1.2 Box Embeddings and Query2box

Ren et al. was the first group to apply box embeddings to question answering on knowledge graphs [5]. They did this through their model Query2box, which beat state-of-the-art performance when it was published. In short, Query2box embeds nodes in the graph as points in vector space [5]. They then embed questions as boxes whose contents should contain the answers to the question (and only the answers) [5].

This system can not only answer simple questions, but can also handle questions involving logical relationships such as conjunctions by taking the intersection of multiple boxes [5]. For example, it could model the set of nations that border both Spain and France as the intersection of the box representing nations bordering Spain with the box representing nations bordering France.
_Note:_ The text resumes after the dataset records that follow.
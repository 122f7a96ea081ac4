use std::{
    collections::{HashMap, HashSet},
    net::{IpAddr, SocketAddr},
    path::PathBuf,
    time::Duration,
};

use anyhow::{anyhow, Result};
use blob_store::{BackendConfig, FileSystemConfig};
use data_model::{NamespaceId, NamespacePolicy};
use figment::{
    providers::{Format, Yaml},
    Figment,
};
use serde::{Deserialize, Serialize};
use url::Url;

const LOCAL_ENV: &str = "local";

#[derive(Debug, Clone, Serialize, Deserialize)]
#[serde(default)]
pub struct ServerConfig {
    pub env: String,
    pub listen_addr: String,
    /// Name of the region/site this instance serves. Recorded in the blob
    /// index for every local write.
    pub region: String,
    /// JSON logs. Defaults to on outside the local environment.
    pub structured_logging: Option<bool>,
    pub telemetry: TelemetryConfig,
    pub storage: StorageConfig,
    pub blob_index: BlobIndexConfig,
    pub namespaces: HashMap<NamespaceId, NamespacePolicy>,
    pub peers: PeersConfig,
    pub credentials: CredentialsConfig,
    pub leader: LeaderConfig,
    pub consistency: ConsistencyConfig,
    pub filesystem_gc: FilesystemGcConfig,
}

impl Default for ServerConfig {
    fn default() -> Self {
        ServerConfig {
            env: LOCAL_ENV.to_string(),
            listen_addr: "0.0.0.0:8900".to_string(),
            region: "local".to_string(),
            structured_logging: None,
            telemetry: Default::default(),
            storage: Default::default(),
            blob_index: Default::default(),
            namespaces: HashMap::new(),
            peers: Default::default(),
            credentials: Default::default(),
            leader: Default::default(),
            consistency: Default::default(),
            filesystem_gc: Default::default(),
        }
    }
}

impl ServerConfig {
    pub fn from_path(path: &str) -> Result<ServerConfig> {
        let config_str = std::fs::read_to_string(path)?;
        Self::from_yaml_str(&config_str)
    }

    pub fn from_yaml_str(config_str: &str) -> Result<ServerConfig> {
        let config: ServerConfig = Figment::new().merge(Yaml::string(config_str)).extract()?;
        config.validate()?;
        Ok(config)
    }

    pub fn validate(&self) -> Result<()> {
        if self.listen_addr.parse::<SocketAddr>().is_err() {
            return Err(anyhow!("invalid listen address: {}", self.listen_addr));
        }
        if self.region.is_empty() || self.region.contains('/') {
            return Err(anyhow!("invalid region name: {:?}", self.region));
        }

        let Some(root) = self.storage.backends.last() else {
            return Err(anyhow!("storage.backends must list at least one backend"));
        };
        if matches!(root, BackendConfig::Peer(_)) {
            return Err(anyhow!(
                "the last storage backend is the root store and cannot be a peer backend"
            ));
        }
        for backend in &self.storage.backends {
            if let BackendConfig::FileSystem(fs) = backend {
                validate_thresholds(fs)?;
            }
        }

        for (ns, policy) in &self.namespaces {
            if let Some(fallback) = &policy.fallback_namespace {
                if fallback == ns {
                    return Err(anyhow!("namespace {} cannot fall back to itself", ns));
                }
                if !self.namespaces.contains_key(fallback) {
                    return Err(anyhow!(
                        "namespace {} falls back to unknown namespace {}",
                        ns,
                        fallback
                    ));
                }
            }
        }
        self.validate_fallback_chains()?;

        for (name, check) in [
            ("blob_index", &self.consistency.blob_index),
            ("blob_store", &self.consistency.blob_store),
            ("ref_store", &self.consistency.ref_store),
        ] {
            if check.max_parallelism == 0 {
                return Err(anyhow!(
                    "consistency.{}.max_parallelism must be greater than 0",
                    name
                ));
            }
        }

        let mut region_names = HashSet::new();
        for region in &self.peers.regions {
            if region.name == self.region {
                return Err(anyhow!(
                    "peer region {} has the same name as this region",
                    region.name
                ));
            }
            if !region_names.insert(&region.name) {
                return Err(anyhow!("peer region {} is listed twice", region.name));
            }
        }
        Ok(())
    }

    fn validate_fallback_chains(&self) -> Result<()> {
        for start in self.namespaces.keys() {
            let mut seen = HashSet::from([start]);
            let mut current = start;
            while let Some(next) = self
                .namespaces
                .get(current)
                .and_then(|policy| policy.fallback_namespace.as_ref())
            {
                if !seen.insert(next) {
                    return Err(anyhow!(
                        "fallback namespaces starting at {} form a cycle",
                        start
                    ));
                }
                current = next;
            }
        }
        Ok(())
    }

    pub fn structured_logging(&self) -> bool {
        self.structured_logging.unwrap_or(self.env != LOCAL_ENV)
    }

    pub fn instance_id(&self) -> String {
        self.telemetry
            .instance_id
            .clone()
            .unwrap_or_else(|| format!("{}-{}", self.env, self.region))
    }
}

fn validate_thresholds(fs: &FileSystemConfig) -> Result<()> {
    let in_range = |v: f64| v > 0.0 && v <= 1.0;
    if !in_range(fs.trigger_threshold) || !in_range(fs.target_threshold) {
        return Err(anyhow!(
            "filesystem thresholds for {} must be in (0, 1]",
            fs.root.display()
        ));
    }
    if fs.target_threshold >= fs.trigger_threshold {
        return Err(anyhow!(
            "filesystem target threshold for {} must be below the trigger threshold",
            fs.root.display()
        ));
    }
    Ok(())
}

#[derive(Debug, Clone, Default, Serialize, Deserialize)]
#[serde(default)]
pub struct TelemetryConfig {
    // Export spans over OTLP.
    pub enable_tracing: bool,
    // OTLP collector endpoint, the exporter default when unset.
    pub endpoint: Option<String>,
    pub instance_id: Option<String>,
}

#[derive(Debug, Clone, Serialize, Deserialize)]
pub struct StorageConfig {
    /// Tiers, fastest first. The last one is the root store.
    pub backends: Vec<BackendConfig>,
}

impl Default for StorageConfig {
    fn default() -> Self {
        Self {
            backends: vec![BackendConfig::FileSystem(FileSystemConfig::new(
                PathBuf::from("blob_storage/blobs"),
            ))],
        }
    }
}

#[derive(Debug, Clone, Serialize, Deserialize, PartialEq)]
#[serde(tag = "type", rename_all = "snake_case")]
pub enum BlobIndexConfig {
    Memory,
    Rocksdb { path: PathBuf },
}

impl Default for BlobIndexConfig {
    fn default() -> Self {
        BlobIndexConfig::Rocksdb {
            path: PathBuf::from("blob_storage/index"),
        }
    }
}

/// Another region's public endpoint, used for on-demand replication.
#[derive(Debug, Clone, Serialize, Deserialize, PartialEq)]
pub struct PeerRegion {
    pub name: String,
    pub url: Url,
}

#[derive(Debug, Clone, Serialize, Deserialize)]
#[serde(default)]
pub struct PeersConfig {
    pub regions: Vec<PeerRegion>,
    pub discovery: DiscoveryConfig,
    pub probe_interval_secs: u64,
    pub probe_timeout_ms: u64,
    pub replication_timeout_secs: u64,
}

impl Default for PeersConfig {
    fn default() -> Self {
        Self {
            regions: Vec::new(),
            discovery: Default::default(),
            probe_interval_secs: 60,
            probe_timeout_ms: 1_000,
            replication_timeout_secs: 30,
        }
    }
}

impl PeersConfig {
    pub fn probe_interval(&self) -> Duration {
        Duration::from_secs(self.probe_interval_secs)
    }

    pub fn probe_timeout(&self) -> Duration {
        Duration::from_millis(self.probe_timeout_ms)
    }

    pub fn replication_timeout(&self) -> Duration {
        Duration::from_secs(self.replication_timeout_secs)
    }
}

fn default_dns_scheme() -> String {
    "http".to_string()
}

fn default_dns_ttl_secs() -> u64 {
    120
}

/// How sibling instances in this region are found.
#[derive(Debug, Clone, Serialize, Deserialize, PartialEq)]
#[serde(tag = "type", rename_all = "snake_case")]
pub enum DiscoveryConfig {
    Static {
        #[serde(default)]
        peers: Vec<Url>,
    },
    Dns {
        host: String,
        port: u16,
        #[serde(default = "default_dns_scheme")]
        scheme: String,
        #[serde(default)]
        own_addresses: Vec<IpAddr>,
        #[serde(default = "default_dns_ttl_secs")]
        ttl_secs: u64,
    },
}

impl Default for DiscoveryConfig {
    fn default() -> Self {
        DiscoveryConfig::Static { peers: Vec::new() }
    }
}

#[derive(Debug, Clone, Serialize, Deserialize)]
#[serde(default)]
pub struct CredentialsConfig {
    pub scheme: String,
    pub token: Option<String>,
}

impl Default for CredentialsConfig {
    fn default() -> Self {
        Self {
            scheme: "Bearer".to_string(),
            token: None,
        }
    }
}

#[derive(Debug, Clone, Serialize, Deserialize, PartialEq)]
#[serde(tag = "type", rename_all = "snake_case")]
pub enum LeaderConfig {
    Static { is_leader: bool },
}

impl Default for LeaderConfig {
    fn default() -> Self {
        LeaderConfig::Static { is_leader: true }
    }
}

#[derive(Debug, Clone, Serialize, Deserialize)]
#[serde(default)]
pub struct CheckConfig {
    pub enabled: bool,
    pub poll_interval_secs: u64,
    pub max_parallelism: usize,
    /// Repair by deleting inconsistent records. When off, inconsistencies
    /// are only logged.
    pub allow_deletes: bool,
}

impl Default for CheckConfig {
    fn default() -> Self {
        Self {
            enabled: false,
            poll_interval_secs: 3600,
            max_parallelism: 8,
            allow_deletes: false,
        }
    }
}

impl CheckConfig {
    pub fn poll_interval(&self) -> Duration {
        Duration::from_secs(self.poll_interval_secs)
    }
}

#[derive(Debug, Clone, Default, Serialize, Deserialize)]
#[serde(default)]
pub struct ConsistencyConfig {
    pub blob_index: CheckConfig,
    pub blob_store: CheckConfig,
    pub ref_store: CheckConfig,
}

#[derive(Debug, Clone, Serialize, Deserialize)]
#[serde(default)]
pub struct FilesystemGcConfig {
    pub enabled: bool,
    pub interval_secs: u64,
}

impl Default for FilesystemGcConfig {
    fn default() -> Self {
        Self {
            enabled: true,
            interval_secs: 300,
        }
    }
}

impl FilesystemGcConfig {
    pub fn interval(&self) -> Duration {
        Duration::from_secs(self.interval_secs)
    }
}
Query2box makes the choice of calculating the intersection not through geometry, but using an attention mechanism over box embedding vectors [5]. However, they do not compare their system to a geometric-based calculation of box intersections, even though they compare to other, non-geometric baselines [5]. Thus, it remains unclear whether the attention mechanism simply learns to approximate a geometrically precise solution, or whether it is able to produce even better results by attending specifically to features of latent space.

In this paper, we address this gap in our understanding of box embeddings. Our contributions are twofold: first, we propose a new model, Query2Geom, which uses a geometrically exact mechanism to determine the intersection of boxes with fewer trainable parameters, fewer high-level learning components, and a more simple human-interpretation of results. By comparing Query2Geom to Query2box, we find that Query2Geom performs nearly as well, and in some cases better, than Query2box. These results imply that the use of an attention mechanism has few benefits that go beyond simply approximating a geometric solution, while at the same time leading to a higher-parameterised and less-interpretable system.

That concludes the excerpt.